Lesson To Our Politicians
In a letter to Mahatma Gandhi, Nehru once wrote: “Ordinary politicians have no principles to stand by and their work is governed by day-to-day opportunism.” The time is opportune to do an interesting analysis of the psychological disposition and the correlated individual differences among the Members of Parliament. Our representatives, especially, those in government consists of those who are intelligent and intellectual but their demeanor does not always reflect on these qualities. There are those, most of them some would say, who have low levels of self-esteem in the presence of the oligarchy. The class in which there is a dime a dozen are those who are either easily persuadable or volitionally submissive. Then, of course, the peripherals who are in a constant state of anxiety, fear and uncertainty of their fragile and selfish political future. They would avoid anything that would harm them in any way.
There are people who are conscientious but not so conscientious. Those who are scrupulous but malleable. There are also principled persons but pliant. How many conduct themselves guided by or, in conformity to one’s own conscience, self-dignity and with integrity is anyone’s guess?
Lessons from Plato to our politicians. Plato confesses to his intense feeling of shame of the times he found himself in. People had abandoned the true principles of government and were reluctant to return to the right track. He called those who succumbed to unconscientious behaviour as cowards and those who refused to follow the wrong path as brave men. Can those who voted at the last elections rely on their representatives to decide using their conscience when it comes to voting for the 20th amendment bill? Will they be among the cowards or the brave like the people who Plato identified during his period?

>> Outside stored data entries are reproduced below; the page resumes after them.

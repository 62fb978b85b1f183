pub mod aggregate;
pub mod collector;
pub mod ledger;
pub mod pipeline;

pub use aggregate::{
    aggregate, aggregate_images, aggregate_posts, hook_patterns, Aggregate, AggregateSummary,
    HookPatterns, HookStatistics, ImageReport, ImageSummary, PhraseCount, PostReport, PostSummary,
};
pub use collector::{Collector, Offer};
pub use ledger::AcceptanceLedger;
pub use pipeline::{
    fallback_post_key, Decision, ImagePipeline, ImageRun, PostPipeline, PostRun,
};
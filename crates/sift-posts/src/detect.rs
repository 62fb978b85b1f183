//! Multi-image ("slideshow") detection over raw post records.
//!
//! Detection is an OR over the named probes in [`SIGNALS`]. Each probe is
//! tolerant of missing or oddly-typed keys.

use serde_json::{Map, Value};

/// Everything a probe may look at.
pub struct SignalInput<'a> {
    pub record: &'a Map<String, Value>,
    /// The record serialized to JSON and lowercased.
    pub serialized: &'a str,
    /// Indicator words, lowercased.
    pub indicators: &'a [String],
}

pub struct Signal {
    pub name: &'static str,
    pub probe: fn(&SignalInput<'_>) -> bool,
}

pub const SIGNALS: &[Signal] = &[
    Signal {
        name: "indicator_vocabulary",
        probe: indicator_vocabulary,
    },
    Signal {
        name: "image_url_list",
        probe: image_url_list,
    },
    Signal {
        name: "type_field",
        probe: type_field,
    },
    Signal {
        name: "images_list",
        probe: images_list,
    },
];

/// True when any signal fires. Non-object records are never multi-image.
#[must_use]
pub fn is_multi_image(record: &Value, indicators: &[String]) -> bool {
    !matched_signals(record, indicators).is_empty()
}

/// Names of the signals that fire for `record`, in table order.
#[must_use]
pub fn matched_signals(record: &Value, indicators: &[String]) -> Vec<&'static str> {
    let Some(map) = record.as_object() else {
        return Vec::new();
    };

    let serialized = serde_json::to_string(record)
        .unwrap_or_default()
        .to_lowercase();
    let indicators: Vec<String> = indicators
        .iter()
        .map(|w| w.trim().to_lowercase())
        .filter(|w| !w.is_empty())
        .collect();

    let input = SignalInput {
        record: map,
        serialized: &serialized,
        indicators: &indicators,
    };

    SIGNALS
        .iter()
        .filter(|signal| (signal.probe)(&input))
        .map(|signal| signal.name)
        .collect()
}

fn indicator_vocabulary(input: &SignalInput<'_>) -> bool {
    input
        .indicators
        .iter()
        .any(|word| input.serialized.contains(word.as_str()))
}

fn image_url_list(input: &SignalInput<'_>) -> bool {
    has_long_image_url_list(input.record) || input.serialized.matches("imageurl").count() > 1
}

fn has_long_image_url_list(map: &Map<String, Value>) -> bool {
    map.iter().any(|(key, value)| {
        let long_list = key.eq_ignore_ascii_case("imageurls")
            && value.as_array().is_some_and(|list| list.len() > 1);
        long_list || nested(value).any(has_long_image_url_list)
    })
}

fn nested(value: &Value) -> Box<dyn Iterator<Item = &Map<String, Value>> + '_> {
    match value {
        Value::Object(map) => Box::new(std::iter::once(map)),
        Value::Array(items) => Box::new(items.iter().filter_map(Value::as_object)),
        _ => Box::new(std::iter::empty()),
    }
}

fn type_field(input: &SignalInput<'_>) -> bool {
    let rendered = match input.record.get("type") {
        Some(Value::String(s)) => s.to_lowercase(),
        Some(Value::Number(n)) => n.to_string(),
        _ => return false,
    };
    input
        .indicators
        .iter()
        .any(|word| rendered.contains(word.as_str()))
}

fn images_list(input: &SignalInput<'_>) -> bool {
    let long = |v: Option<&Value>| v.and_then(Value::as_array).is_some_and(|a| a.len() > 1);
    long(input.record.get("images"))
        || long(
            input
                .record
                .get("imagePost")
                .and_then(|post| post.get("images")),
        )
}
use std::sync::Arc;

use tracing_subscriber::{layer::SubscriberExt, util::SubscriberInitExt};

use api_rest::{router, AppState};
use notes_core::{ChatCompletionsClient, ExtractionService, NotesConfig};

/// Main entry point for the clinical notes extractor.
///
/// Resolves configuration once, builds the model client, and serves the HTML form and JSON API
/// until interrupted.
///
/// # Environment Variables
/// - `GROQ_API_KEY`: model API credential (required)
/// - `GROQ_BASE_URL`: model API base URL (default: "https://api.groq.com/openai/v1")
/// - `NOTES_REST_ADDR`: server address (default: "127.0.0.1:5000")
///
/// A `.env` file in the working directory is loaded first if present.
///
/// # Errors
/// Returns an error if:
/// - `GROQ_API_KEY` is unset or empty, or the base URL is invalid,
/// - the logging/tracing configuration cannot be initialised,
/// - the server address cannot be bound, or
/// - the HTTP server fails while running.
#[tokio::main]
async fn main() -> anyhow::Result<()> {
    dotenvy::dotenv().ok();

    tracing_subscriber::registry()
        .with(
            tracing_subscriber::EnvFilter::from_default_env()
                .add_directive("notes_run=info".parse()?)
                .add_directive("notes_core=info".parse()?)
                .add_directive("api_rest=info".parse()?),
        )
        .with(tracing_subscriber::fmt::layer())
        .init();

    let cfg = NotesConfig::from_env()?;
    let addr = std::env::var("NOTES_REST_ADDR").unwrap_or_else(|_| "127.0.0.1:5000".into());

    tracing::info!(
        "++ Starting clinical notes extractor on {} (model {} at {})",
        addr,
        cfg.model(),
        cfg.base_url()
    );

    let client = ChatCompletionsClient::new(cfg)?;
    let state = AppState::new(ExtractionService::new(Arc::new(client)));
    let app = router(state);

    let listener = tokio::net::TcpListener::bind(&addr).await?;
    axum::serve(listener, app)
        .with_graceful_shutdown(shutdown_signal())
        .await?;

    tracing::info!("-- Server stopped");
    Ok(())
}

async fn shutdown_signal() {
    if let Err(e) = tokio::signal::ctrl_c().await {
        tracing::error!("failed to listen for shutdown signal: {}", e);
        std::future::pending::<()>().await;
    }
}
use std::io::Read;
use std::path::PathBuf;
use std::sync::Arc;

use api_shared::{ExtractRes, HealthService};
use clap::{Parser, Subcommand};
use notes_core::{build_messages, extract, ChatCompletionsClient, ExtractionService, NotesConfig};
use tracing_subscriber::{layer::SubscriberExt, util::SubscriberInitExt};

#[derive(Parser)]
#[command(name = "notes")]
#[command(about = "Clinical notes extractor CLI")]
struct Cli {
    #[command(subcommand)]
    command: Option<Commands>,
}

#[derive(Subcommand)]
enum Commands {
    /// Report whether the extractor is alive
    Health,
    /// Send a clinical note to the model and print the extracted record as JSON
    Extract {
        /// File holding the note; reads stdin when omitted or "-"
        file: Option<PathBuf>,
    },
    /// Parse a saved model reply offline and print the extracted record as JSON
    Parse {
        /// File holding the model reply; reads stdin when omitted or "-"
        file: Option<PathBuf>,
    },
    /// Print the chat messages that would be sent for a note
    Prompt {
        /// File holding the note; reads stdin when omitted or "-"
        file: Option<PathBuf>,
    },
}

fn read_input(file: Option<PathBuf>) -> anyhow::Result<String> {
    match file {
        Some(path) if path.as_os_str() != "-" => Ok(std::fs::read_to_string(&path)?),
        _ => {
            let mut buf = String::new();
            std::io::stdin().read_to_string(&mut buf)?;
            Ok(buf)
        }
    }
}

fn parse_reply(reply: &str) -> anyhow::Result<String> {
    let res = ExtractRes::from(extract(reply)?);
    Ok(serde_json::to_string_pretty(&res)?)
}

fn render_prompt(note: &str) -> anyhow::Result<String> {
    Ok(serde_json::to_string_pretty(&build_messages(note))?)
}

async fn extract_note(note: &str) -> anyhow::Result<String> {
    let cfg = NotesConfig::from_env()?;
    let service = ExtractionService::new(Arc::new(ChatCompletionsClient::new(cfg)?));
    let res = ExtractRes::from(service.extract_note(note).await?);
    Ok(serde_json::to_string_pretty(&res)?)
}

#[tokio::main]
async fn main() -> anyhow::Result<()> {
    dotenvy::dotenv().ok();

    tracing_subscriber::registry()
        .with(
            tracing_subscriber::EnvFilter::from_default_env()
                .add_directive("notes_core=warn".parse()?),
        )
        .with(tracing_subscriber::fmt::layer().with_writer(std::io::stderr))
        .init();

    let cli = Cli::parse();

    match cli.command {
        Some(Commands::Health) => {
            let res = HealthService::check_health();
            println!("{}", res.message);
        }
        Some(Commands::Extract { file }) => {
            let note = read_input(file)?;
            println!("{}", extract_note(&note).await?);
        }
        Some(Commands::Parse { file }) => {
            let reply = read_input(file)?;
            println!("{}", parse_reply(&reply)?);
        }
        Some(Commands::Prompt { file }) => {
            let note = read_input(file)?;
            println!("{}", render_prompt(&note)?);
        }
        None => {
            println!("Use 'notes --help' for commands");
        }
    }

    Ok(())
}
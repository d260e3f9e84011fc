//! # API Shared
//!
//! Request and response types shared by the REST API and the CLI.
//!
//! Contains:
//! - JSON request/response types with OpenAPI schemas (`types` module)
//! - the `HealthService`
//!
//! Used by `api-rest` and `notes-cli` so both surfaces emit the same JSON shape.

pub mod health;
pub mod types;

pub use health::HealthService;
pub use types::*;
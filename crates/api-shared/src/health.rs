use crate::types::HealthRes;

/// Health check shared by the REST API and the CLI.
///
/// Reports liveness only; it does not call the model API.
#[derive(Clone, Default)]
pub struct HealthService;

impl HealthService {
    /// Check health without creating an instance.
    ///
    /// # Returns
    /// A `HealthRes` indicating the service is alive.
    pub fn check_health() -> HealthRes {
        HealthRes {
            ok: true,
            message: "clinical notes extractor is alive".into(),
        }
    }
}

#[cfg(test)]
mod tests {
    use super::*;

    #[test]
    fn health_reports_ok() {
        let res = HealthService::check_health();
        assert!(res.ok);
        assert!(!res.message.is_empty());
    }
}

Prudent politicians with a minimum of social conscience, self-integrity and morality should be able to see and judge the value of the 20th amendment to the country and its future. It is worth to remind ourselves of what Montesquieu said in ‘The Spirit of the Laws’, “Every man interested with power is apt to abuse it, and to carry his authority as far it will go.”
Philosopher or Machiavelli?
While Plato spoke of a ‘Philosopher King’ who is just, moral and equitable, the 16th-century Italian political theorist Niccolò Machiavelli had different ideas. For Machiavelli a head of state ought to do good if he can, but must be prepared to commit evil if he must. It is recognized that Machiavelli was the only political thinker who advocated ‘a politics guided exclusively by considerations of expediency, which uses all means, fair or foul, iron or poison, for achieving its ends – while serving the country also using the fatherland in the service of the self-aggrandizement of the politician or statesman or one’s party’. Strauss (1987:297).
Therefore, for Machiavelli qualities such as integrity and intellectualism are considerations far below in the list of expediencies. It is said that in the absence of these qualities and, with the deficiencies in morality and ethics, a world dominated by violence and crisis will be created.
If there are shortcomings in the 19th amendment, it is suggested to make changes to ensure its administration, implementation and co-ordination efficient. The integrity on limitations in the 19th amendment is not to be rewritten in a manner which will lose its purpose and compromise the sovereign intent. Therefore, it is a matter of principled politics (a rare commodity but need to be said) that has to be engaged in for the greater benefit of the country and its people.